▸ **WORK TO BE COMPLETED**:
All records below must be retyped exactly.

Stored data:
######

//! Pierce Derive Macros: Declarative Page Objects
//!
//! `#[derive(Page)]` turns a marker struct plus a list of named selectors into
//! a [`pierce::Page`] implementation with one getter per selector:
//!
//! ```ignore
//! use pierce::Page;
//!
//! #[derive(Debug, Default, Page)]
//! #[page(name = "forward-proxy-form")]
//! #[page(locator(name_input = ">>>input[name=\"name\"]"))]
//! #[page(locator(external_host = ">>>input[name=\"externalHost\"]"))]
//! struct ProviderForwardProxyForm;
//!
//! // Generated:
//! // impl pierce::Page for ProviderForwardProxyForm { fn name(&self) -> &'static str { "forward-proxy-form" } ... }
//! // impl ProviderForwardProxyForm { pub fn external_host(&self) -> pierce::Locator { ... } }
//! ```
//!
//! Selectors are checked for empty piercing stages (`a >>> >>> b`,
//! trailing `>>>`) at compile time, so a typo fails the build instead of the
//! test run.

use proc_macro::TokenStream;
use proc_macro2::Span;
use quote::quote;
use syn::{parse_macro_input, Attribute, DeriveInput, Ident, LitStr};

const PIERCE_MARKER: &str = ">>>";

/// Derive macro for page objects.
///
/// # Attributes
///
/// - `#[page(name = "...")]` - Page name used in logs (defaults to kebab-case
///   of the type name)
/// - `#[page(locator(getter = "selector"), ...)]` - Generate
///   `fn getter(&self) -> pierce::Locator`
///
/// Several `#[page(...)]` attributes may be stacked.
#[proc_macro_derive(Page, attributes(page))]
pub fn derive_page(input: TokenStream) -> TokenStream {
    let input = parse_macro_input!(input as DeriveInput);
    expand_page(&input)
        .unwrap_or_else(syn::Error::into_compile_error)
        .into()
}

fn expand_page(input: &DeriveInput) -> syn::Result<proc_macro2::TokenStream> {
    let name = &input.ident;
    let (impl_generics, ty_generics, where_clause) = input.generics.split_for_impl();
    let parsed = parse_page_attributes(&input.attrs)?;
    let page_name = parsed
        .name
        .unwrap_or_else(|| to_kebab_case(&name.to_string()));

    let getters = parsed.locators.iter().map(|(getter, selector)| {
        let doc = format!("Locator for `{}`", selector.value());
        quote! {
            #[doc = #doc]
            #[must_use]
            pub fn #getter(&self) -> ::pierce::Locator {
                ::pierce::Locator::new(#selector)
            }
        }
    });
    let table = parsed.locators.iter().map(|(getter, selector)| {
        let getter = getter.to_string();
        quote! { (#getter, #selector) }
    });

    Ok(quote! {
        impl #impl_generics ::pierce::Page for #name #ty_generics #where_clause {
            fn name(&self) -> &'static str {
                #page_name
            }

            fn locators(&self) -> &'static [(&'static str, &'static str)] {
                &[#(#table),*]
            }
        }

        impl #impl_generics #name #ty_generics #where_clause {
            /// Page name (as reported in logs)
            pub const PAGE_NAME: &'static str = #page_name;

            #(#getters)*
        }
    })
}

// ============================================================================
// Helper Functions
// ============================================================================

#[derive(Default)]
struct PageAttrs {
    name: Option<String>,
    locators: Vec<(Ident, LitStr)>,
}

/// Collect every `#[page(...)]` attribute
fn parse_page_attributes(attrs: &[Attribute]) -> syn::Result<PageAttrs> {
    let mut parsed = PageAttrs::default();

    for attr in attrs.iter().filter(|a| a.path().is_ident("page")) {
        attr.parse_nested_meta(|meta| {
            if meta.path.is_ident("name") {
                let lit: LitStr = meta.value()?.parse()?;
                if lit.value().trim().is_empty() {
                    return Err(syn::Error::new(lit.span(), "page name must not be empty"));
                }
                parsed.name = Some(lit.value());
                Ok(())
            } else if meta.path.is_ident("locator") {
                meta.parse_nested_meta(|locator| {
                    let getter = locator
                        .path
                        .get_ident()
                        .cloned()
                        .ok_or_else(|| locator.error("expected a getter name"))?;
                    let selector: LitStr = locator.value()?.parse()?;
                    if let Err(reason) = check_selector(&selector.value()) {
                        return Err(syn::Error::new(selector.span(), reason));
                    }
                    if parsed.locators.iter().any(|(existing, _)| *existing == getter) {
                        return Err(syn::Error::new(
                            getter.span(),
                            format!("duplicate locator `{getter}`"),
                        ));
                    }
                    parsed.locators.push((getter, selector));
                    Ok(())
                })
            } else {
                Err(meta.error("expected `name = \"...\"` or `locator(getter = \"...\")`"))
            }
        })?;
    }

    if parsed.name.is_none()
        && parsed.locators.is_empty()
        && attrs.iter().any(|a| a.path().is_ident("page"))
    {
        return Err(syn::Error::new(Span::call_site(), "empty #[page] attribute"));
    }
    Ok(parsed)
}

/// Reject selectors with an empty stage around a piercing marker
fn check_selector(selector: &str) -> Result<(), String> {
    let trimmed = selector.trim();
    if trimmed.is_empty() {
        return Err("selector must not be empty".to_string());
    }
    for (index, stage) in trimmed.split(PIERCE_MARKER).enumerate() {
        let leading_marker = index == 0 && trimmed.starts_with(PIERCE_MARKER);
        if stage.trim().is_empty() && !leading_marker {
            return Err(format!("selector {selector:?} has an empty stage at position {index}"));
        }
    }
    Ok(())
}

/// Convert PascalCase to kebab-case.
///
/// A run of capitals is one word, split before its last capital when a
/// lowercase letter follows (`SAMLProvider` -> `saml-provider`).
fn to_kebab_case(s: &str) -> String {
    let chars: Vec<char> = s.chars().collect();
    let mut result = String::with_capacity(s.len() + 4);

    for (i, &c) in chars.iter().enumerate() {
        if c.is_uppercase() && i > 0 {
            let prev = chars[i - 1];
            let next_lower = chars.get(i + 1).is_some_and(|n| n.is_lowercase());
            let word_start = prev.is_lowercase()
                || prev.is_ascii_digit()
                || (prev.is_uppercase() && next_lower);
            if word_start {
                result.push('-');
            }
        }
        result.push(c.to_ascii_lowercase());
    }

    result
}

######

▸ **RESULT FOR THIS EXERCISE**:
//! Pierce Derive Macros: Declarative Page Objects
//!
//! `#[derive(Page)]` turns a marker struct plus a list of named selectors into
//! a [`pierce::Page`] implementation with one getter per selector:
//!
//! ```ignore
//! use pierce::Page;
//!
//! #[derive(Debug, Default, Page)]
//! #[page(name = "forward-proxy-form")]
//! #[page(locator(name_input = ">>>input[name=\"name\"]"))]
//! #[page(locator(external_host = ">>>input[name=\"externalHost\"]"))]
//! struct ProviderForwardProxyForm;
//!
//! // Generated:
//! // impl pierce::Page for ProviderForwardProxyForm { fn name(&self) -> &'static str { "forward-proxy-form" } ... }
//! // impl ProviderForwardProxyForm { pub fn external_host(&self) -> pierce::Locator { ... } }
//! ```
//!
//! Selectors are checked for empty piercing stages (`a >>> >>> b`,
//! trailing `>>>`) at compile time, so a typo fails the build instead of the
//! test run.

use proc_macro::TokenStream;
use proc_macro2::Span;
use quote::quote;
use syn::{parse_macro_input, Attribute, DeriveInput, Ident, LitStr};

const PIERCE_MARKER: &str = ">>>";

/// Derive macro for page objects.
///
/// # Attributes
///
/// - `#[page(name = "...")]` - Page name used in logs (defaults to kebab-case
///   of the type name)
/// - `#[page(locator(getter = "selector"), ...)]` - Generate
///   `fn getter(&self) -> pierce::Locator`
///
/// Several `#[page(...)]` attributes may be stacked.
#[proc_macro_derive(Page, attributes(page))]
pub fn derive_page(input: TokenStream) -> TokenStream {
    let input = parse_macro_input!(input as DeriveInput);
    expand_page(&input)
        .unwrap_or_else(syn::Error::into_compile_error)
        .into()
}

fn expand_page(input: &DeriveInput) -> syn::Result<proc_macro2::TokenStream> {
    let name = &input.ident;
    let (impl_generics, ty_generics, where_clause) = input.generics.split_for_impl();
    let parsed = parse_page_attributes(&input.attrs)?;
    let page_name = parsed
        .name
        .unwrap_or_else(|| to_kebab_case(&name.to_string()));

    let getters = parsed.locators.iter().map(|(getter, selector)| {
        let doc = format!("Locator for `{}`", selector.value());
        quote! {
            #[doc = #doc]
            #[must_use]
            pub fn #getter(&self) -> ::pierce::Locator {
                ::pierce::Locator::new(#selector)
            }
        }
    });
    let table = parsed.locators.iter().map(|(getter, selector)| {
        let getter = getter.to_string();
        quote! { (#getter, #selector) }
    });

    Ok(quote! {
        impl #impl_generics ::pierce::Page for #name #ty_generics #where_clause {
            fn name(&self) -> &'static str {
                #page_name
            }

            fn locators(&self) -> &'static [(&'static str, &'static str)] {
                &[#(#table),*]
            }
        }

        impl #impl_generics #name #ty_generics #where_clause {
            /// Page name (as reported in logs)
            pub const PAGE_NAME: &'static str = #page_name;

            #(#getters)*
        }
    })
}

// ============================================================================
// Helper Functions
// ============================================================================

#[derive(Default)]
struct PageAttrs {
    name: Option<String>,
    locators: Vec<(Ident, LitStr)>,
}

/// Collect every `#[page(...)]` attribute
fn parse_page_attributes(attrs: &[Attribute]) -> syn::Result<PageAttrs> {
    let mut parsed = PageAttrs::default();

    for attr in attrs.iter().filter(|a| a.path().is_ident("page")) {
        attr.parse_nested_meta(|meta| {
            if meta.path.is_ident("name") {
                let lit: LitStr = meta.value()?.parse()?;
                if lit.value().trim().is_empty() {
                    return Err(syn::Error::new(lit.span(), "page name must not be empty"));
                }
                parsed.name = Some(lit.value());
                Ok(())
            } else if meta.path.is_ident("locator") {
                meta.parse_nested_meta(|locator| {
                    let getter = locator
                        .path
                        .get_ident()
                        .cloned()
                        .ok_or_else(|| locator.error("expected a getter name"))?;
                    let selector: LitStr = locator.value()?.parse()?;
                    if let Err(reason) = check_selector(&selector.value()) {
                        return Err(syn::Error::new(selector.span(), reason));
                    }
                    if parsed.locators.iter().any(|(existing, _)| *existing == getter) {
                        return Err(syn::Error::new(
                            getter.span(),
                            format!("duplicate locator `{getter}`"),
                        ));
                    }
                    parsed.locators.push((getter, selector));
                    Ok(())
                })
            } else {
                Err(meta.error("expected `name = \"...\"` or `locator(getter = \"...\")`"))
            }
        })?;
    }

    if parsed.name.is_none()
        && parsed.locators.is_empty()
        && attrs.iter().any(|a| a.path().is_ident("page"))
    {
        return Err(syn::Error::new(Span::call_site(), "empty #[page] attribute"));
    }
    Ok(parsed)
}

/// Reject selectors with an empty stage around a piercing marker
fn check_selector(selector: &str) -> Result<(), String> {
    let trimmed = selector.trim();
    if trimmed.is_empty() {
        return Err("selector must not be empty".to_string());
    }
    for (index, stage) in trimmed.split(PIERCE_MARKER).enumerate() {
        let leading_marker = index == 0 && trimmed.starts_with(PIERCE_MARKER);
        if stage.trim().is_empty() && !leading_marker {
            return Err(format!("selector {selector:?} has an empty stage at position {index}"));
        }
    }
    Ok(())
}

/// Convert PascalCase to kebab-case.
///
/// A run of capitals is one word, split before its last capital when a
/// lowercase letter follows (`SAMLProvider` -> `saml-provider`).
fn to_kebab_case(s: &str) -> String {
    let chars: Vec<char> = s.chars().collect();
    let mut result = String::with_capacity(s.len() + 4);

    for (i, &c) in chars.iter().enumerate() {
        if c.is_uppercase() && i > 0 {
            let prev = chars[i - 1];
            let next_lower = chars.get(i + 1).is_some_and(|n| n.is_lowercase());
            let word_start = prev.is_lowercase()
                || prev.is_ascii_digit()
                || (prev.is_uppercase() && next_lower);
            if word_start {
                result.push('-');
            }
        }
        result.push(c.to_ascii_lowercase());
    }

    result
}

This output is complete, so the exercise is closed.